Problem You want to put a border on one or more of the sides of an element.^


Solution You can use a selector to assign the border property to an element. You can independently
set border-left, border-right, border-top, and border-bottom. border affects an element
differently depending on the type of element and its alignment. You can set the style and
color of the border. border:none is the default.
Borders work almost identically to margins. Borders work like margins in the way they
change the position of an element and the position of its neighbors.
The descriptions in the Margin design pattern apply to borders except as follows:
Borders are visible instead of transparent, but you can set the color of a border to
transparent if you want. (Note that Internet Explorer 6 doesn’t support transparent as a
color, but all current browsers do.)
Borders can’t be negative because they’re inside the margin.
Borders between static block elements don’t collapse like margins.

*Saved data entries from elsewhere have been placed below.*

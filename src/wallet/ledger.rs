//! Per-chain transaction ledger.
//!
//! Holds the account's confirmed and unconfirmed transactions for one chain, newest first, and
//! tracks each transaction through the confirmation states as blocks are pushed and popped.
//! Entries are keyed by the derived transaction id; the ordered id list and the map always have
//! the same membership.

use std::collections::HashMap;
use tracing::{debug, warn};

use crate::transaction::codec::compute_id;
use crate::transaction::{CONFIRMATION_DEPTH, ConfirmationState, Transaction};

/// Number of newest entries rechecked on every new block.
pub const VISIBLE_WINDOW: usize = 10;

/// What an [`AccountLedger::add_or_update`] call changed.
#[derive(Debug, Clone, Copy, PartialEq, Eq)]
pub enum LedgerChange {
	/// A new transaction was inserted at `position` (0 is newest).
	Inserted { position: usize },
	/// A stored transaction moved to a block.
	Confirmed { block_id: u64, height: u32 },
}

#[derive(Debug, Clone)]
pub struct AccountLedger {
	chain_id: u32,
	/// Transaction ids, newest timestamp first. Equal timestamps keep insertion order.
	order: Vec<u64>,
	by_id: HashMap<u64, Transaction>,
	/// Tip height at the last confirmation band scan.
	tip: u32,
}

impl AccountLedger {
	pub fn new(chain_id: u32) -> Self {
		Self {
			chain_id,
			order: Vec::new(),
			by_id: HashMap::new(),
			tip: 0,
		}
	}

	pub fn chain_id(&self) -> u32 {
		self.chain_id
	}

	/// Replace the contents with an initial snapshot.
	///
	/// # Arguments
	/// * `confirmed` - Transactions already in blocks.
	/// * `unconfirmed` - Transactions waiting in the node's pool.
	/// * `tip` - Current chain height.
	pub fn load(&mut self, confirmed: Vec<Transaction>, unconfirmed: Vec<Transaction>, tip: u32) {
		self.order.clear();
		self.by_id.clear();
		self.tip = tip;

		for tx in unconfirmed.into_iter().chain(confirmed) {
			if tx.chain_id() != self.chain_id {
				warn!(
					"Skipping transaction {} from chain {} while loading chain {}",
					tx.id(),
					tx.chain_id(),
					self.chain_id
				);
				continue;
			}
			let id = tx.id();
			match self.by_id.get_mut(&id) {
				// Listed both as unconfirmed and confirmed while the snapshot was taken.
				Some(existing) if existing.full_hash() == tx.full_hash() => {
					if tx.is_confirmed() {
						existing.set_confirmation(tx.block_id(), tx.height());
					}
				}
				Some(_) => warn!("Ignoring transaction {} with a conflicting full hash", id),
				None => {
					self.order.push(id);
					self.by_id.insert(id, tx);
				}
			}
		}

		let by_id = &self.by_id;
		// Stable sort keeps the insertion order for equal timestamps.
		self.order
			.sort_by_key(|id| std::cmp::Reverse(by_id.get(id).map(Transaction::timestamp)));
		debug!(
			"Loaded {} transactions for chain {}",
			self.order.len(),
			self.chain_id
		);
	}

	/// Insert a new transaction or record that a stored one has been included in a block.
	///
	/// A stored transaction is only updated when the incoming block id is non-zero and differs
	/// from the stored one; the stored instance is kept and only its block id and height change.
	/// Re-supplying an unchanged transaction changes nothing.
	pub fn add_or_update(&mut self, tx: Transaction) -> Option<LedgerChange> {
		let id = tx.id();
		if let Some(existing) = self.by_id.get_mut(&id) {
			if existing.full_hash() != tx.full_hash() {
				warn!(
					"Refusing transaction {} on chain {}: id already used by {}",
					tx.full_hash_hex(),
					self.chain_id,
					existing.full_hash_hex()
				);
				return None;
			}
			if tx.block_id() != 0 && tx.block_id() != existing.block_id() {
				existing.set_confirmation(tx.block_id(), tx.height());
				return Some(LedgerChange::Confirmed {
					block_id: tx.block_id(),
					height: tx.height(),
				});
			}
			return None;
		}

		let timestamp = tx.timestamp();
		let by_id = &self.by_id;
		let position = self.order.partition_point(|existing| {
			by_id
				.get(existing)
				.is_some_and(|stored| stored.timestamp() >= timestamp)
		});
		self.order.insert(position, id);
		self.by_id.insert(id, tx);
		Some(LedgerChange::Inserted { position })
	}

	/// Remove a transaction that is still unconfirmed.
	///
	/// Returns `false` and leaves the ledger unchanged when the transaction is unknown or has
	/// been confirmed since the removal was reported.
	pub fn remove_unconfirmed(&mut self, full_hash: &[u8; 32]) -> bool {
		let id = compute_id(full_hash);
		let removable = match self.by_id.get(&id) {
			Some(tx) if tx.full_hash() != full_hash => false,
			Some(tx) if tx.is_confirmed() => {
				debug!("Ignoring stale removal of confirmed transaction {}", id);
				false
			}
			Some(_) => true,
			None => false,
		};
		if removable {
			self.by_id.remove(&id);
			self.order.retain(|stored| *stored != id);
		}
		removable
	}

	/// Return every transaction recorded in `block_id` to the unconfirmed state.
	///
	/// Returns the number of transactions demoted.
	pub fn mark_retracted(&mut self, block_id: u64) -> usize {
		if block_id == 0 {
			return 0;
		}
		let mut count = 0;
		for tx in self.by_id.values_mut() {
			if tx.block_id() == block_id {
				tx.set_confirmation(0, 0);
				count += 1;
			}
		}
		if count > 0 {
			debug!(
				"Block {} retracted {} transactions on chain {}",
				block_id, count, self.chain_id
			);
		}
		count
	}

	/// Check whether a transaction in the visible window crossed the confirmation depth.
	///
	/// Only the newest [`VISIBLE_WINDOW`] entries are scanned. An entry crosses when it was less
	/// than [`CONFIRMATION_DEPTH`] blocks deep at the previous scan and is at least that deep at
	/// `tip`, so each crossing is reported once even when the tip skips heights.
	pub fn refresh_confirmation_band(&mut self, tip: u32) -> bool {
		let previous = std::mem::replace(&mut self.tip, tip);
		if tip <= previous {
			return false;
		}
		self.visible()
			.filter(|tx| tx.is_confirmed())
			.any(|tx| {
				previous.saturating_sub(tx.height()) < CONFIRMATION_DEPTH
					&& tip.saturating_sub(tx.height()) >= CONFIRMATION_DEPTH
			})
	}

	pub fn status(&self, tx: &Transaction) -> ConfirmationState {
		tx.confirmation_state(self.tip)
	}

	pub fn tip(&self) -> u32 {
		self.tip
	}

	pub fn get(&self, id: u64) -> Option<&Transaction> {
		self.by_id.get(&id)
	}

	/// Transactions newest first.
	pub fn iter(&self) -> impl Iterator<Item = &Transaction> {
		self.order.iter().filter_map(|id| self.by_id.get(id))
	}

	/// The newest [`VISIBLE_WINDOW`] transactions.
	pub fn visible(&self) -> impl Iterator<Item = &Transaction> {
		self.iter().take(VISIBLE_WINDOW)
	}

	pub fn len(&self) -> usize {
		self.order.len()
	}

	pub fn is_empty(&self) -> bool {
		self.order.is_empty()
	}

	/// The ordered list and the map hold the same ids and the list is newest first.
	pub fn is_consistent(&self) -> bool {
		if self.order.len() != self.by_id.len() {
			return false;
		}
		let mut previous = None;
		for id in &self.order {
			let Some(tx) = self.by_id.get(id) else {
				return false;
			};
			if previous.is_some_and(|timestamp| tx.timestamp() > timestamp) {
				return false;
			}
			previous = Some(tx.timestamp());
		}
		true
	}
}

Left and right borders around inline text elements are only visible at the start of the element
and at the end of the element. Right and left borders aren’t drawn where a browser wraps an
inline element across lines.
Top and bottom borders on inline elements overlap neighboring lines unless you increase
the line height to make room for them. In other words, vertical inline borders don’t
automatically increase the height of the line. Notice in the example how the border above
the text Static Inline Shrinkwrapped overlaps the top of its container, and how the word
Element overlaps the previous line.
Because a table’s width and height refer to the outside of its borders (rather than to the
inside of its padding), borders are drawn inside the box specified by width and height. This
means borders don’t add to the size of shrinkwrapped or sized tables. This also means
borders on a stretched table don’t cause it to overflow its container; instead, they indent the
table like a stretched block or a stretched absolute element. Notice in the example how the
width of the sized table’s outer box doesn’t change when borders are enlarged; instead, the
inner box shrinks. Also notice how borders indent the stretched table instead of causing it to
overflow its container as it did in the Margin design pattern and as the stretched float does
in this example.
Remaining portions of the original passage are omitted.